This summer, Anna Logie is waking up to views of Frobisher Bay and rolling snow-capped hills in Iqaluit, Nunavut. During her first two months in Canada’s North, Logie has learned how to craft a sealskin hat, has tried her hand at ice-fishing, and has hiked the tundra near the “Road to Nowhere.”
But her time in the Arctic is hardly a vacation: this second-year Common Law student at uOttawa aims to implement a vital community project there, thanks to a Students for Canada’s North scholarship sponsored by the Michaëlle Jean Centre for Global and Community Engagement (MJCGCE).
The idea for Anna’s project took root during a conversation with Inuit activist Aaju Peter about the decline of the Inuit commercial seal hunt in Canada’s Arctic. In 2010, the European Parliament placed an import ban on seal products, undermining a long tradition of Inuit hunting and trade. Although the ban included a so-called “Indigenous Communities Exemption”, the exemption was adopted without consulting indigenous peoples and did little to shield them from the crash in sealskin prices. Moreover, the seal hunt is vital to Arctic communities: Inuit Sila, a Greenland-based NGO that promotes the economic, environmental and socio-cultural value of the Inuit seal industry, states that “The seal has always been and still is essential for survival in the Arctic, one of the harshest regions of the world. It is legal to hunt seal throughout the year, and they are an important source of nutrition for both humans and dogs. The skin is used to keep people warm in the cold winters, and the sales of skins are an important source of income”.
“The seal has always been and still is essential for survival in the Arctic, one of the harshest regions of the world.” – Inuit Sila website
However, last October saw the end of the European import ban, and consequently, Anna saw a great opportunity to revitalize the Inuit seal products industry in Canada. She proposed a project to pass on traditional seal hunting knowledge and build advocacy skills among youth in Iqaluit through weekly workshops.

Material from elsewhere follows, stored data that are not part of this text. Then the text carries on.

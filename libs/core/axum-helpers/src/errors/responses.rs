//! Reusable OpenAPI response types for consistent API documentation.

use super::ErrorResponse;
#[allow(unused_imports)]
use serde_json::json;
use utoipa::ToResponse;

#[derive(ToResponse)]
#[response(
    description = "Internal Server Error",
    content_type = "application/json",
    example = json!({
        "code": 1005,
        "error": "INTERNAL_ERROR",
        "message": "An internal server error occurred"
    })
)]
pub struct InternalServerErrorResponse(pub ErrorResponse);

#[derive(ToResponse)]
#[response(
    description = "Bad Request - Invalid UUID",
    content_type = "application/json",
    example = json!({
        "code": 1002,
        "error": "INVALID_UUID",
        "message": "Invalid UUID: not-a-uuid"
    })
)]
pub struct BadRequestUuidResponse(pub ErrorResponse);

#[derive(ToResponse)]
#[response(
    description = "Resource not found",
    content_type = "application/json",
    example = json!({
        "code": 1004,
        "error": "NOT_FOUND",
        "message": "The requested resource was not found"
    })
)]
pub struct NotFoundResponse(pub ErrorResponse);
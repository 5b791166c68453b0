//! Type-safe error codes for API responses.
//!
//! Each error code includes:
//! - String representation for client consumption (e.g., "INVALID_UUID")
//! - Integer code for logging and monitoring (e.g., 1002)
//! - Default human-readable message
//!
//! # Example
//!
//! ```rust
//! use axum_helpers::errors::ErrorCode;
//!
//! let code = ErrorCode::InvalidUuid;
//! assert_eq!(code.as_str(), "INVALID_UUID");
//! assert_eq!(code.code(), 1002);
//! assert_eq!(code.default_message(), "Invalid UUID format");
//! ```

use serde::{Deserialize, Serialize};
use utoipa::ToSchema;

/// Standardized error codes for API responses.
#[derive(Debug, Clone, Copy, PartialEq, Eq, Hash, Serialize, Deserialize, ToSchema)]
#[serde(rename_all = "SCREAMING_SNAKE_CASE")]
pub enum ErrorCode {
    // Client errors (1000-1999)
    /// Invalid UUID format in path parameter
    InvalidUuid,

    /// Requested resource was not found
    NotFound,

    /// An unexpected internal server error occurred
    InternalError,
}

impl ErrorCode {
    /// SCREAMING_SNAKE_CASE identifier clients can match on.
    pub fn as_str(&self) -> &'static str {
        match self {
            Self::InvalidUuid => "INVALID_UUID",
            Self::NotFound => "NOT_FOUND",
            Self::InternalError => "INTERNAL_ERROR",
        }
    }

    /// Integer code for structured logs and metrics.
    pub fn code(&self) -> i32 {
        match self {
            Self::InvalidUuid => 1002,
            Self::NotFound => 1004,
            Self::InternalError => 1005,
        }
    }

    pub fn default_message(&self) -> &'static str {
        match self {
            Self::InvalidUuid => "Invalid UUID format",
            Self::NotFound => "The requested resource was not found",
            Self::InternalError => "An internal server error occurred",
        }
    }
}

impl std::fmt::Display for ErrorCode {
    fn fmt(&self, f: &mut std::fmt::Formatter<'_>) -> std::fmt::Result {
        write!(f, "{}", self.as_str())
    }
}
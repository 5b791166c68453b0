pub mod codes;
pub mod handlers;
pub mod responses;

pub use codes::ErrorCode;

use axum::{
    Json,
    http::StatusCode,
    response::{IntoResponse, Response},
};
use serde::Serialize;
use thiserror::Error;
use utoipa::ToSchema;

/// Standard error response structure.
///
/// - `code`: Integer error code for logging/monitoring (e.g., 1004)
/// - `error`: Machine-readable error identifier (e.g., "NOT_FOUND")
/// - `message`: Human-readable error message
/// - `details`: Optional additional error details
///
/// # JSON Example
///
/// ```json
/// {
///   "code": 1002,
///   "error": "INVALID_UUID",
///   "message": "Invalid UUID: abc",
///   "details": null
/// }
/// ```
#[derive(Debug, Serialize, ToSchema)]
pub struct ErrorResponse {
    /// Integer error code for logging and monitoring
    pub code: i32,
    /// Machine-readable error identifier for programmatic handling
    pub error: String,
    /// Human-readable error message
    pub message: String,
    /// Optional structured error details
    #[serde(skip_serializing_if = "Option::is_none")]
    pub details: Option<serde_json::Value>,
}

impl ErrorResponse {
    pub fn new(code: ErrorCode, message: impl Into<String>) -> Self {
        Self {
            code: code.code(),
            error: code.as_str().to_string(),
            message: message.into(),
            details: None,
        }
    }
}

/// Application error type that can be converted to HTTP responses.
#[derive(Debug, Error)]
#[non_exhaustive]
pub enum AppError {
    #[error("Invalid UUID: {0}")]
    InvalidUuid(String),

    #[error("Internal Server Error: {0}")]
    InternalServerError(String),
}

impl AppError {
    /// HTTP status this error renders with.
    pub fn status(&self) -> StatusCode {
        match self {
            AppError::InvalidUuid(_) => StatusCode::BAD_REQUEST,
            AppError::InternalServerError(_) => StatusCode::INTERNAL_SERVER_ERROR,
        }
    }
}

impl IntoResponse for AppError {
    fn into_response(self) -> Response {
        let status = self.status();
        let (message, code) = match self {
            AppError::InvalidUuid(raw) => {
                tracing::info!(error_code = ErrorCode::InvalidUuid.code(), "Invalid UUID: {}", raw);
                (format!("Invalid UUID: {}", raw), ErrorCode::InvalidUuid)
            }
            AppError::InternalServerError(msg) => {
                tracing::error!(
                    error_code = ErrorCode::InternalError.code(),
                    "Internal server error: {}",
                    msg
                );
                (msg, ErrorCode::InternalError)
            }
        };

        (status, Json(ErrorResponse::new(code, message))).into_response()
    }
}

/// Helper function to create error responses.
///
/// # Example
///
/// ```rust,ignore
/// use axum_helpers::errors::{error_response, ErrorCode};
/// use axum::http::StatusCode;
///
/// let response = error_response(
///     StatusCode::NOT_FOUND,
///     "Nothing here".to_string(),
///     ErrorCode::NotFound,
/// );
/// ```
pub fn error_response(status: StatusCode, message: String, error_code: ErrorCode) -> Response {
    (status, Json(ErrorResponse::new(error_code, message))).into_response()
}

#[cfg(test)]
mod tests {
    use super::*;
    use http_body_util::BodyExt;

    async fn body_json(response: Response) -> serde_json::Value {
        let bytes = response.into_body().collect().await.unwrap().to_bytes();
        serde_json::from_slice(&bytes).unwrap()
    }

    #[tokio::test]
    async fn test_invalid_uuid_renders_bad_request() {
        let response = AppError::InvalidUuid("not-a-uuid".to_string()).into_response();
        assert_eq!(response.status(), StatusCode::BAD_REQUEST);

        let body = body_json(response).await;
        assert_eq!(body["error"], "INVALID_UUID");
        assert_eq!(body["code"], 1002);
        assert_eq!(body["message"], "Invalid UUID: not-a-uuid");
        assert!(body.get("details").is_none());
    }

    #[tokio::test]
    async fn test_internal_error_renders_500() {
        let response = AppError::InternalServerError("boom".to_string()).into_response();
        assert_eq!(response.status(), StatusCode::INTERNAL_SERVER_ERROR);

        let body = body_json(response).await;
        assert_eq!(body["error"], "INTERNAL_ERROR");
        assert_eq!(body["message"], "boom");
    }

    #[tokio::test]
    async fn test_error_response_helper() {
        let response = error_response(
            StatusCode::NOT_FOUND,
            "gone".to_string(),
            ErrorCode::NotFound,
        );
        assert_eq!(response.status(), StatusCode::NOT_FOUND);
        assert_eq!(body_json(response).await["code"], 1004);
    }

    #[test]
    fn test_status_mapping() {
        assert_eq!(
            AppError::InvalidUuid("x".to_string()).status(),
            StatusCode::BAD_REQUEST
        );
        assert_eq!(
            AppError::InternalServerError("x".to_string()).status(),
            StatusCode::INTERNAL_SERVER_ERROR
        );
    }
}
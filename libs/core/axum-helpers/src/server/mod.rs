//! Server infrastructure module.
//!
//! This module provides:
//! - Application setup with OpenAPI documentation
//! - Health endpoint
//! - Graceful shutdown coordination
//!
//! # Example
//!
//! ```ignore
//! use axum_helpers::server::{create_production_app, create_router, health_router};
//! use core_config::{server::ServerConfig, app_info};
//!
//! let config = ServerConfig::default();
//!
//! // Create router with API documentation
//! let router = create_router::<ApiDoc>(api_routes, &config).await?;
//!
//! // Add health endpoint
//! let app = router.merge(health_router(app_info!()));
//!
//! // Start server with graceful shutdown and a 30s cleanup budget
//! create_production_app(app, &config, Duration::from_secs(30), async {}).await?;
//! ```

pub mod app;
pub mod health;
pub mod shutdown;

pub use app::{create_production_app, create_router};
pub use health::{HealthResponse, health_router};
pub use shutdown::{ShutdownCoordinator, shutdown_signal};
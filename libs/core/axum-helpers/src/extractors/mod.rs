//! Custom extractors for Axum handlers.

pub mod uuid_path;

pub use uuid_path::UuidPath;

The project, which features 15 workshops attended by youth, community members, Elders and hunters, is a partnership between the Makkuttukkuvik Youth Centre, the Inuit Circumpolar Council Canada, and a new branch of Inuit Sila, known as Inuit Sila Canada, headed by Aaju Peter. “During the workshops, Elders and hunters share traditional knowledge about seals and the group discusses strategies to promote the market and build advocacy skills,” says Anna. The traditional skills being taught include Inuit games, seal-skinning, seal-butchering, and lighting a qulliq (an Inuit lamp often fueled by seal oil). Advocacy skills include filming, video-editing, public speaking, debating, and inter-cultural communication. In addition, Inuit Sila Canada now has a website that will soon feature an educational video filmed and edited by Inuit youth. Anna hopes that these young people “will learn how to engage confidently and successfully in civil society and public debates in order to defend Inuit rights and interests.”
“I hope that the youth will learn how to engage confidently and successfully in civil society and public debates in order to defend Inuit rights and interests.” - Anna Logie
Pakak Picco, a young Inuk hunter who works with Anna, described his first-hand seal hunt experience. “People sometimes ask me what I’m doing when I spend time beside the animal that I have hunted. It’s good to have the chance [through the workshops] to explain to them that I am thanking the animal,” he said.
Anna and Pakak will soon take part in a seal hunt boat trip, where they will help young Inuit community members film part of the educational video that will serve as an advocacy tool to complement their newly developed skills and networks.